Your question is very interesting. I don't have a complete answer.

First, let me note that in a finitely presented group, the Cayley graph itself may not be a decidable graph, since to know whether or not a node in the graph, which is a word in the presentation, is trivial or not amounts exactly to the word problem for that presentation. And since there are finitely presented groups having an undecidable word problem, there are finitely presented groups having an undecidable Cayley graph.

This suggests an interesting sub-case of your problem, the case when the Cayley graph is decidable. And in this case, one can at least find a non-intersecting infinite path that is low.

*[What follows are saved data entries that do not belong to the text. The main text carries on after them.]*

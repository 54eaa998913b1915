use axum::{
    Router, middleware,
    routing::{get, post},
};
use tower::ServiceBuilder;
use tower_http::request_id::PropagateRequestIdLayer;
use tower_http::trace::TraceLayer;

use locasso_core::health::healthz;
use locasso_core::middleware::{log_auth_failures, request_id_layer};

use crate::handlers::{
    auth::{diagnostic, me, sign_in},
    health::readyz,
};
use crate::state::AppState;

pub fn build_router(state: AppState) -> Router {
    let mut router = Router::new()
        // Health
        .route("/healthz", get(healthz))
        .route("/readyz", get(readyz))
        // Sign-in
        .route("/api/auth/signin", post(sign_in))
        .route("/api/auth/me", get(me));

    // Diagnostic echoes claim evidence; never exposed outside developer mode.
    if state.dev_mode {
        router = router.route("/api/auth/diagnostic", get(diagnostic));
    }

    router
        .layer(
            ServiceBuilder::new()
                .layer(request_id_layer())
                .layer(TraceLayer::new_for_http())
                .layer(PropagateRequestIdLayer::x_request_id())
                .layer(middleware::from_fn(log_auth_failures)),
        )
        .with_state(state)
}
//! Masking of claim values before they reach logs or diagnostic output.

use crate::principal::claim_types;

/// Shown in place of an empty value.
pub const NULL_MARKER: &str = "[NULL]";

/// Shown in place of values too short to partially reveal.
pub const REDACTED: &str = "*****";

/// Mask a sensitive value: values of 5 characters or fewer are fully redacted, longer
/// ones keep their first 3 and last 2 characters.
pub fn mask_value(value: &str) -> String {
    if value.is_empty() {
        return NULL_MARKER.to_owned();
    }
    let chars: Vec<char> = value.chars().collect();
    if chars.len() <= 5 {
        return REDACTED.to_owned();
    }
    let head: String = chars[..3].iter().collect();
    let tail: String = chars[chars.len() - 2..].iter().collect();
    format!("{head}...{tail}")
}

/// Whether a claim type carries personal data.
pub fn is_sensitive_claim(claim_type: &str) -> bool {
    [
        "email",
        "sub",
        "name",
        claim_types::NAME_IDENTIFIER,
        claim_types::EMAIL,
        claim_types::NAME,
    ]
    .iter()
    .any(|t| t.eq_ignore_ascii_case(claim_type))
}

/// Mask a claim value when its type is sensitive; other values pass through.
pub fn mask_claim(claim_type: &str, value: &str) -> String {
    if value.is_empty() {
        NULL_MARKER.to_owned()
    } else if is_sensitive_claim(claim_type) {
        mask_value(value)
    } else {
        value.to_owned()
    }
}
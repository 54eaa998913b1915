use std::sync::{Arc, Mutex};

use axum::Extension;
use axum_test::TestServer;
use chrono::{DateTime, Utc};
use sea_orm::{ConnectOptions, Database, DatabaseConnection, EntityTrait, PaginatorTrait};
use sea_orm_migration::MigratorTrait;
use uuid::Uuid;

use locasso_auth::domain::repository::UserRepository;
use locasso_auth::domain::types::User;
use locasso_auth::error::AuthServiceError;
use locasso_auth::router::build_router;
use locasso_auth::state::AppState;
use locasso_auth::usecase::authenticate::AuthenticateUserInput;
use locasso_auth_migration::Migrator;
use locasso_auth_schema::users;
use locasso_auth_types::principal::Principal;
use locasso_domain::user::UserRole;

// ── MockUserRepo ─────────────────────────────────────────────────────────────

/// In-memory repository recording every write it receives.
pub struct MockUserRepo {
    pub users: Arc<Mutex<Vec<User>>>,
    pub finds: Arc<Mutex<u32>>,
    pub fail_writes: bool,
}

impl MockUserRepo {
    pub fn new(users: Vec<User>) -> Self {
        Self {
            users: Arc::new(Mutex::new(users)),
            finds: Arc::new(Mutex::new(0)),
            fail_writes: false,
        }
    }

    pub fn empty() -> Self {
        Self::new(vec![])
    }

    /// Every create and update fails as if the store were unreachable.
    pub fn failing_writes(mut self) -> Self {
        self.fail_writes = true;
        self
    }

    /// Shared handle to the stored users for post-execution inspection.
    pub fn users_handle(&self) -> Arc<Mutex<Vec<User>>> {
        Arc::clone(&self.users)
    }

    pub fn finds_handle(&self) -> Arc<Mutex<u32>> {
        Arc::clone(&self.finds)
    }
}

impl UserRepository for MockUserRepo {
    async fn find_by_external_id(
        &self,
        external_id: &str,
        provider: &str,
    ) -> Result<Option<User>, AuthServiceError> {
        *self.finds.lock().unwrap() += 1;
        Ok(self
            .users
            .lock()
            .unwrap()
            .iter()
            .find(|u| u.external_id == external_id && u.provider == provider)
            .cloned())
    }

    async fn create(&self, user: &User) -> Result<(), AuthServiceError> {
        if self.fail_writes {
            return Err(AuthServiceError::PersistenceFailure(anyhow::anyhow!(
                "connection refused"
            )));
        }
        self.users.lock().unwrap().push(user.clone());
        Ok(())
    }

    async fn update_last_login(
        &self,
        id: Uuid,
        at: DateTime<Utc>,
    ) -> Result<(), AuthServiceError> {
        if self.fail_writes {
            return Err(AuthServiceError::PersistenceFailure(anyhow::anyhow!(
                "connection refused"
            )));
        }
        let mut users = self.users.lock().unwrap();
        let user = users.iter_mut().find(|u| u.id == id).unwrap();
        user.last_login_at = at;
        Ok(())
    }
}

// ── Fixtures ─────────────────────────────────────────────────────────────────

pub fn input(external_id: &str, email: &str, provider: &str) -> AuthenticateUserInput {
    AuthenticateUserInput {
        external_id: external_id.to_owned(),
        email: email.to_owned(),
        name: None,
        photo_url: None,
        provider: provider.to_owned(),
    }
}

/// A stored Guide signed up a day ago.
pub fn existing_user(external_id: &str, provider: &str) -> User {
    let yesterday = Utc::now() - chrono::Duration::days(1);
    User {
        id: Uuid::now_v7(),
        external_id: external_id.to_owned(),
        email: "stored@example.com".to_owned(),
        name: "Stored Name".to_owned(),
        photo_url: "https://img.example.com/stored.png".to_owned(),
        role: UserRole::Guide,
        provider: provider.to_owned(),
        created_at: yesterday,
        last_login_at: yesterday,
    }
}

// ── Database ─────────────────────────────────────────────────────────────────

/// Fresh in-memory SQLite database with every migration applied.
///
/// One pooled connection, so every query sees the same in-memory database.
pub async fn test_db() -> DatabaseConnection {
    let mut opts = ConnectOptions::new("sqlite::memory:");
    opts.max_connections(1).min_connections(1).sqlx_logging(false);
    let db = Database::connect(opts).await.unwrap();
    Migrator::up(&db, None).await.unwrap();
    db
}

pub async fn user_count(db: &DatabaseConnection) -> u64 {
    users::Entity::find().count(db).await.unwrap()
}

// ── HTTP ─────────────────────────────────────────────────────────────────────

pub fn test_state(db: DatabaseConnection, dev_mode: bool) -> AppState {
    AppState { db, dev_mode }
}

pub fn test_server(state: AppState) -> TestServer {
    TestServer::new(build_router(state)).unwrap()
}

/// Server whose requests arrive already carrying `principal`, as if an upstream
/// authentication layer had run.
pub fn test_server_with_principal(state: AppState, principal: Principal) -> TestServer {
    TestServer::new(build_router(state).layer(Extension(principal))).unwrap()
}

Let me explain. For any group presentation, one may form the tree T of all finite non-intersecting paths. This is the tree of attempts to build an infinite non-intersecting path. Your question is equivalent to asking, when the group is infinite, whether or not this tree has a computable infinite branch. If the Cayley graph is decidable, then this tree will be decidable. Thus, by the Low Basis Theorem, it follows that there is a branch b through the tree which is low, meaning that the halting problem relative to b is Turing equivalent to the ordinary halting problem. In particular, this branch b is strictly below the halting problem in the Turing degrees. This shows that any computably-presented group with a decidable Cayley graph admits a low non-intersecting path. Such a path is close to being computable, but perhaps not quite computable. (Even in this very special case when the Cayley graph is decidable, I'm not sure whether there must be a computable non-intersecting path.)

In the general case, the argument shows that for any group presentation of an infinite group, we can find an infinite non-intersecting path s, which has low degree relative to the Turing degree of the Cayley graph (low in the technical sense). I suspect that this is the best that one can say.

There is another classical theorem in computability that seems relevant to your question, namely, the fact that there are computable infinite binary branching trees T, subtrees of 2ω, having no computable infinite branches. These trees therefore constitute violations of the computable analogue of Konig's lemma. This problem is very like yours, isn't it? I am intrigued by the possibility of using that classical construction to build an example of the kind of group you seek.

There is a natural generalization of your question beyond the finitely presented groups, to the class of finitely-generated but computably presented groups. That is, consider a group presentation with finitely many generators and a computable list of relations. It may be easier to find a instance of the kind of group you seek having this more general form, since one can imagine a priority argument, where one gradually adds relations as the construction proceeds in order to meet various requirements that diagonalize against the computable paths.


Here are some resources to general decidability questions in finite group presentations: the undecidability of the word problem, the conjugacy problem, and the group isomorphism problem.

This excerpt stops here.